Villa Rothschild ist ein dreigeschossiges Wohnhaus im Stil der Moderne mit hohen Räumen und aufwendigen Stuckdekorationen an der Hachelallee 88 in Pforzheim. Das Gebäude vereint eine offene Treppe, Deckendekorationen und ein Satteldach mit Kreuzkonstruktion und wird heute teilweise als Büro und Wohnraum genutzt.
Das Haus wurde 1924 vom Architekten A. Reinheimer aus Mainz für Emil Rothschild, einen jüdischen Juwelier, erbaut. Rothschild verließ Deutschland 1939 und emigrierte nach Brasilien, während sich die politische Lage während des Zweiten Weltkriegs zuspitzte.
Das Haus spiegelt die Vorlieben der wohlhabenden Juweliersfamilien wider, die in den 1920er Jahren Pforzheim prägten und ihre Erfolge durch anspruchsvolle Architektur zeigten. Die Details des Gebäudes erzählen von einer Zeit, in der die Stadt ein wichtiges Zentrum der Schmuckindustrie war.

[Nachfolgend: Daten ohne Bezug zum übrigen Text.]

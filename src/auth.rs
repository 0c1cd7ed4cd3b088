use chrono::{DateTime, Duration, Utc};
use reqwest::blocking::Client;
use reqwest::Url;
use serde::{Deserialize, Serialize};
use tracing::{info, warn};

use crate::config::OAuthConfig;
use crate::error::{BookError, Result};

/// A signed-in user's access token. There is no refresh: once it expires
/// the shelf endpoints start rejecting it and the user signs in again.
#[derive(Debug, Clone, PartialEq, Eq, Serialize, Deserialize)]
pub struct Session {
    access_token: String,
    pub expires_at: Option<DateTime<Utc>>,
}

impl Session {
    /// Wrap a token obtained elsewhere. Its lifetime is unknown.
    pub fn from_access_token(token: &str) -> Option<Self> {
        let token = token.trim();
        if token.is_empty() {
            return None;
        }
        Some(Self {
            access_token: token.to_string(),
            expires_at: None,
        })
    }

    pub fn bearer(&self) -> &str {
        &self.access_token
    }

    pub fn is_expired(&self, now: DateTime<Utc>) -> bool {
        self.expires_at.map(|at| now >= at).unwrap_or(false)
    }

    /// Whole minutes left, if the lifetime is known.
    pub fn minutes_left(&self, now: DateTime<Utc>) -> Option<i64> {
        self.expires_at.map(|at| (at - now).num_minutes().max(0))
    }
}

#[derive(Debug, Deserialize)]
struct TokenResponse {
    access_token: String,
    expires_in: Option<i64>,
}

#[derive(Debug, Deserialize)]
struct TokenError {
    error: String,
    error_description: Option<String>,
}

impl OAuthConfig {
    pub fn is_configured(&self) -> bool {
        !self.client_id.trim().is_empty()
    }

    /// Consent page for the authorization-code flow.
    pub fn authorization_url(&self, state: &str) -> String {
        let params = [
            ("client_id", self.client_id.as_str()),
            ("redirect_uri", self.redirect_uri.as_str()),
            ("response_type", "code"),
            ("scope", self.scope.as_str()),
            ("access_type", "online"),
            ("prompt", "consent"),
            ("state", state),
        ];
        let query = params
            .iter()
            .map(|(k, v)| format!("{}={}", k, urlencoding::encode(v)))
            .collect::<Vec<_>>()
            .join("&");
        format!("{}?{}", self.auth_url, query)
    }
}

/// Trade an authorization code for an access token.
pub fn exchange_code(http: &Client, config: &OAuthConfig, code: &str) -> Result<Session> {
    let code = code.trim();
    if code.is_empty() {
        return Err(BookError::Auth("authorization code is empty".into()));
    }
    if !config.is_configured() {
        return Err(BookError::Config("oauth client_id is not set".into()));
    }

    let mut form = vec![
        ("grant_type", "authorization_code"),
        ("code", code),
        ("client_id", config.client_id.as_str()),
        ("redirect_uri", config.redirect_uri.as_str()),
    ];
    if let Some(secret) = &config.client_secret {
        form.push(("client_secret", secret.as_str()));
    }

    let response = http.post(&config.token_url).form(&form).send()?;
    let status = response.status();
    let text = response.text()?;

    if !status.is_success() {
        let reason = serde_json::from_str::<TokenError>(&text)
            .map(|e| match e.error_description {
                Some(desc) => format!("{}: {}", e.error, desc),
                None => e.error,
            })
            .unwrap_or(text);
        warn!(%status, "token exchange rejected");
        return Err(BookError::Auth(reason));
    }

    let token: TokenResponse = serde_json::from_str(&text)?;
    // out-of-range lifetimes are treated as unknown
    let expires_at = token
        .expires_in
        .and_then(Duration::try_seconds)
        .and_then(|lifetime| Utc::now().checked_add_signed(lifetime));
    info!(?expires_at, "signed in");

    Ok(Session {
        access_token: token.access_token,
        expires_at,
    })
}

/// Accepts either the bare authorization code or the whole redirect URL
/// pasted from the browser. A URL must carry the `state` we sent.
pub fn code_from_redirect(input: &str, expected_state: &str) -> Result<String> {
    let input = input.trim();
    if !input.starts_with("http://") && !input.starts_with("https://") {
        return Ok(input.to_string());
    }
    let url = Url::parse(input).map_err(|e| BookError::Auth(format!("unreadable redirect URL: {}", e)))?;

    let mut code = None;
    let mut state = None;
    let mut denied = None;
    for (name, value) in url.query_pairs() {
        match name.as_ref() {
            "code" => code = Some(value.into_owned()),
            "state" => state = Some(value.into_owned()),
            "error" => denied = Some(value.into_owned()),
            _ => {}
        }
    }

    if let Some(reason) = denied {
        return Err(BookError::Auth(format!("sign-in was refused: {}", reason)));
    }
    if state.as_deref() != Some(expected_state) {
        warn!("redirect state does not match the sign-in request");
        return Err(BookError::Auth("sign-in response does not match this request".into()));
    }
    code.ok_or_else(|| BookError::Auth("redirect URL has no authorization code".into()))
}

Das Haus befindet sich an einer Ecke in einem ruhigen Wohnviertel und liegt an der Grenze zur Industriezone. Besucher sollten beachten, dass es sich um ein bewohntes Privathaus handelt und nur von außen zu besichtigen ist.
Das Anwesen war Zeuge der Auswirkungen der politischen Verfolgung, da sein ursprünglicher Besitzer aufgrund seiner jüdischen Herkunft fliehen musste. Diese Geschichte verbindet die Architektur mit einem wichtigen Kapitel der deutschen Geschichte des 20. Jahrhunderts.